→ PROBLEM REQUIREMENTS
Below are some records; find each line that carries the word "tree" and copy it.

[Collected data]
::::

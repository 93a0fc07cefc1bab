//! Hardware sensor tree from sysinfo, hwmon, RAPL and DRM

use std::collections::HashMap;
use std::fs;
use std::path::{Path, PathBuf};
use std::time::Instant;

use sysinfo::{CpuRefreshKind, MemoryRefreshKind, RefreshKind, System};

use super::{drm_cards, entries_with_prefix, read_attr, DrmCard, HostRoot};
use crate::error::{TelemetryError, TelemetryResult};
use crate::platform::{HardwareKind, HardwareNode, Sensor, SensorCapabilities, SensorKind, SensorProvider};
use crate::telemetry::rate::rate;
use crate::telemetry::resource::CounterSource;

const GIB: f64 = 1024.0 * 1024.0 * 1024.0;
const MIB: f64 = 1024.0 * 1024.0;

/// Classify an hwmon chip by its driver name.
pub fn classify_chip(name: &str) -> HardwareKind {
    let n = name.to_ascii_lowercase();
    if ["k10temp", "coretemp", "zenpower", "cpu_thermal", "fam15h_power"]
        .iter()
        .any(|c| n.starts_with(c))
    {
        HardwareKind::Cpu
    } else if ["amdgpu", "radeon", "nouveau", "i915", "xe"].contains(&n.as_str()) {
        HardwareKind::Gpu
    } else if n.starts_with("nvme") || n == "drivetemp" {
        HardwareKind::Storage
    } else {
        HardwareKind::Motherboard
    }
}

fn scaled(path: &Path, divisor: f64) -> Option<f64> {
    read_attr(path)?
        .parse::<f64>()
        .ok()
        .map(|v| v / divisor)
        .filter(|v| v.is_finite())
}

/// Read every input of one hwmon chip directory. Values are converted from
/// the sysfs units (millidegrees, millivolts, microwatts, milliamps, hertz).
pub fn read_hwmon_sensors(dir: &Path, chip: &str) -> Vec<Sensor> {
    let Ok(entries) = fs::read_dir(dir) else {
        return Vec::new();
    };
    let mut files: Vec<String> = entries
        .flatten()
        .map(|e| e.file_name().to_string_lossy().into_owned())
        .collect();
    files.sort();

    let mut sensors = Vec::new();
    for file in files {
        let (kind, divisor, stem) = if let Some(stem) = file.strip_suffix("_input") {
            match stem {
                s if s.starts_with("temp") => (SensorKind::Temperature, 1000.0, s),
                s if s.starts_with("in") => (SensorKind::Voltage, 1000.0, s),
                s if s.starts_with("power") => (SensorKind::Power, 1_000_000.0, s),
                s if s.starts_with("curr") => (SensorKind::Current, 1000.0, s),
                s if s.starts_with("freq") => (SensorKind::Clock, 1_000_000.0, s),
                _ => continue,
            }
        } else if let Some(stem) = file.strip_suffix("_average") {
            if !stem.starts_with("power") || dir.join(format!("{}_input", stem)).exists() {
                continue;
            }
            (SensorKind::Power, 1_000_000.0, stem)
        } else {
            continue;
        };

        let label = read_attr(&dir.join(format!("{}_label", stem)))
            .unwrap_or_else(|| format!("{} {}", chip, stem));
        if let Some(value) = scaled(&dir.join(&file), divisor) {
            sensors.push(Sensor::new(label, kind, value));
        }
    }
    sensors
}

/// Energy consumed between two counter readings, accounting for one wrap
/// at `max_range`.
pub fn energy_delta(previous: u64, current: u64, max_range: u64) -> u64 {
    if current >= previous {
        current - previous
    } else if max_range > previous {
        (max_range - previous) + current
    } else {
        0
    }
}

#[derive(Debug, Clone)]
struct RaplDomain {
    label: String,
    energy_path: PathBuf,
    max_range: u64,
}

#[derive(Debug, Clone)]
struct HwmonChip {
    dir: PathBuf,
    name: String,
    kind: HardwareKind,
    device: Option<PathBuf>,
}

fn rapl_label(domain: &str) -> String {
    match domain {
        d if d.starts_with("package") => "CPU Package".to_string(),
        "core" => "CPU Cores".to_string(),
        "uncore" => "CPU Uncore".to_string(),
        "dram" => "DRAM".to_string(),
        "psys" => "Platform".to_string(),
        other => other.to_uppercase(),
    }
}

/// Parse a trailing core index ("cpu7" -> 7).
fn core_index(name: &str) -> Option<usize> {
    let digits: String = name
        .chars()
        .rev()
        .take_while(|c| c.is_ascii_digit())
        .collect::<Vec<_>>()
        .into_iter()
        .rev()
        .collect();
    digits.parse().ok()
}

/// Sensor tree for the local machine.
pub struct LinuxSensorProvider {
    root: HostRoot,
    system: Option<System>,
    capabilities: SensorCapabilities,
    chips: Vec<HwmonChip>,
    rapl: Vec<RaplDomain>,
    rapl_last: HashMap<String, (u64, Instant)>,
    cards: Vec<DrmCard>,
}

impl LinuxSensorProvider {
    pub fn new(root: HostRoot) -> Self {
        Self {
            root,
            system: None,
            capabilities: SensorCapabilities::default(),
            chips: Vec::new(),
            rapl: Vec::new(),
            rapl_last: HashMap::new(),
            cards: Vec::new(),
        }
    }

    fn discover_chips(&self) -> Vec<HwmonChip> {
        entries_with_prefix(&self.root.sys("class/hwmon"), "hwmon")
            .into_iter()
            .filter_map(|dir| {
                let name = read_attr(&dir.join("name"))?;
                let device = fs::canonicalize(dir.join("device")).ok();
                Some(HwmonChip {
                    kind: classify_chip(&name),
                    dir,
                    name,
                    device,
                })
            })
            .collect()
    }

    fn discover_rapl(&self) -> Vec<RaplDomain> {
        entries_with_prefix(&self.root.sys("class/powercap"), "intel-rapl:")
            .into_iter()
            .filter_map(|dir| {
                let domain = read_attr(&dir.join("name"))?;
                let energy_path = dir.join("energy_uj");
                // Reading energy_uj needs root on recent kernels.
                fs::read_to_string(&energy_path).ok()?;
                let max_range = read_attr(&dir.join("max_energy_range_uj"))
                    .and_then(|v| v.parse().ok())
                    .unwrap_or(u64::MAX);
                Some(RaplDomain {
                    label: rapl_label(&domain),
                    energy_path,
                    max_range,
                })
            })
            .collect()
    }

    fn rapl_sensors(&mut self, now: Instant) -> Vec<Sensor> {
        let mut sensors = Vec::new();
        for domain in &self.rapl {
            let Some(current) = read_attr(&domain.energy_path).and_then(|v| v.parse::<u64>().ok())
            else {
                continue;
            };
            let key = domain.energy_path.display().to_string();
            if let Some((previous, at)) = self.rapl_last.insert(key, (current, now)) {
                let joules = energy_delta(previous, current, domain.max_range) as f64;
                let watts = rate(joules, 0.0, now.saturating_duration_since(at)) / 1_000_000.0;
                sensors.push(Sensor::new(domain.label.clone(), SensorKind::Power, watts));
            }
        }
        sensors
    }

    fn cpu_node(&mut self, now: Instant) -> Option<HardwareNode> {
        let system = self.system.as_mut()?;
        system.refresh_cpu_usage();
        system.refresh_cpu_frequency();

        let brand = system
            .cpus()
            .first()
            .map(|c| c.brand().trim().to_string())
            .unwrap_or_else(|| "CPU".to_string());
        let mut node = HardwareNode::new(HardwareKind::Cpu, brand, "/cpu/0");
        node.sensors.push(Sensor::new(
            "CPU Total",
            SensorKind::Load,
            system.global_cpu_usage() as f64,
        ));
        for cpu in system.cpus() {
            let index = core_index(cpu.name()).unwrap_or(0);
            node.sensors.push(Sensor::new(
                format!("CPU Core #{}", index + 1),
                SensorKind::Load,
                cpu.cpu_usage() as f64,
            ));
            if cpu.frequency() > 0 {
                node.sensors.push(Sensor::new(
                    format!("Core #{} Clock", index + 1),
                    SensorKind::Clock,
                    cpu.frequency() as f64,
                ));
            }
        }

        for chip in self.chips.iter().filter(|c| c.kind == HardwareKind::Cpu) {
            node.sensors.extend(read_hwmon_sensors(&chip.dir, &chip.name));
        }
        node.sensors.extend(self.rapl_sensors(now));
        Some(node)
    }

    fn memory_node(&mut self) -> Option<HardwareNode> {
        let system = self.system.as_mut()?;
        system.refresh_memory();
        let total = system.total_memory() as f64;
        if total <= 0.0 {
            return None;
        }
        let used = system.used_memory() as f64;
        let available = system.available_memory() as f64;

        let mut node = HardwareNode::new(HardwareKind::Memory, "Total Memory", "/ram");
        node.sensors.push(Sensor::new("Memory", SensorKind::Load, used / total * 100.0));
        node.sensors.push(Sensor::new("Memory Used", SensorKind::Data, used / GIB));
        node.sensors.push(Sensor::new("Memory Available", SensorKind::Data, available / GIB));
        Some(node)
    }

    fn gpu_nodes(&self) -> Vec<HardwareNode> {
        self.cards
            .iter()
            .map(|card| {
                let mut node = HardwareNode::new(HardwareKind::Gpu, card.name.clone(), card.pdev.clone());
                if let Some(busy) = scaled(&card.device_dir.join("gpu_busy_percent"), 1.0) {
                    node.sensors.push(Sensor::new("GPU Core", SensorKind::Load, busy));
                }
                if let Some(used) = scaled(&card.device_dir.join("mem_info_vram_used"), MIB) {
                    node.sensors.push(Sensor::new("GPU Memory Used", SensorKind::SmallData, used));
                }
                if let Some(total) = scaled(&card.device_dir.join("mem_info_vram_total"), MIB) {
                    node.sensors.push(Sensor::new("GPU Memory Total", SensorKind::SmallData, total));
                }
                let canonical = fs::canonicalize(&card.device_dir).ok();
                for chip in self
                    .chips
                    .iter()
                    .filter(|c| c.kind == HardwareKind::Gpu && c.device.is_some() && c.device == canonical)
                {
                    node.sensors.extend(read_hwmon_sensors(&chip.dir, &chip.name));
                }
                node
            })
            .collect()
    }

    fn chip_nodes(&self, kind: HardwareKind) -> Vec<HardwareNode> {
        self.chips
            .iter()
            .filter(|c| c.kind == kind)
            .map(|chip| {
                let mut node = HardwareNode::new(kind, chip.name.clone(), chip.dir.display().to_string());
                node.sensors = read_hwmon_sensors(&chip.dir, &chip.name);
                node
            })
            .collect()
    }
}

impl CounterSource for LinuxSensorProvider {
    type Reading = Vec<HardwareNode>;

    fn open(&mut self) -> TelemetryResult<()> {
        let mut system = System::new_with_specifics(
            RefreshKind::new()
                .with_cpu(CpuRefreshKind::everything())
                .with_memory(MemoryRefreshKind::everything()),
        );
        system.refresh_cpu_usage();
        if system.cpus().is_empty() {
            return Err(TelemetryError::Unavailable("processor sensors".into()));
        }
        self.system = Some(system);

        self.chips = self.discover_chips();
        self.rapl = self.discover_rapl();
        self.cards = drm_cards(&self.root);

        let has = |kind: HardwareKind| self.chips.iter().any(|c| c.kind == kind);
        self.capabilities = SensorCapabilities {
            cpu_power: !self.rapl.is_empty(),
            gpu: !self.cards.is_empty() || has(HardwareKind::Gpu),
            board: has(HardwareKind::Motherboard),
            storage: has(HardwareKind::Storage),
        };
        tracing::debug!(capabilities = ?self.capabilities, chips = self.chips.len(), "sensor provider opened");
        Ok(())
    }

    fn read(&mut self) -> TelemetryResult<Vec<HardwareNode>> {
        let now = Instant::now();
        let mut nodes = Vec::new();
        nodes.extend(self.cpu_node(now));
        nodes.extend(self.memory_node());
        if self.capabilities.gpu {
            nodes.extend(self.gpu_nodes());
        }
        if self.capabilities.board {
            nodes.extend(self.chip_nodes(HardwareKind::Motherboard));
        }
        if self.capabilities.storage {
            nodes.extend(self.chip_nodes(HardwareKind::Storage));
        }
        Ok(nodes)
    }
}

impl SensorProvider for LinuxSensorProvider {
    fn capabilities(&self) -> SensorCapabilities {
        self.capabilities
    }
}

::::

→ SOLUTION TO THIS TASK
//! Hardware sensor tree from sysinfo, hwmon, RAPL and DRM
/// Sensor tree for the local machine.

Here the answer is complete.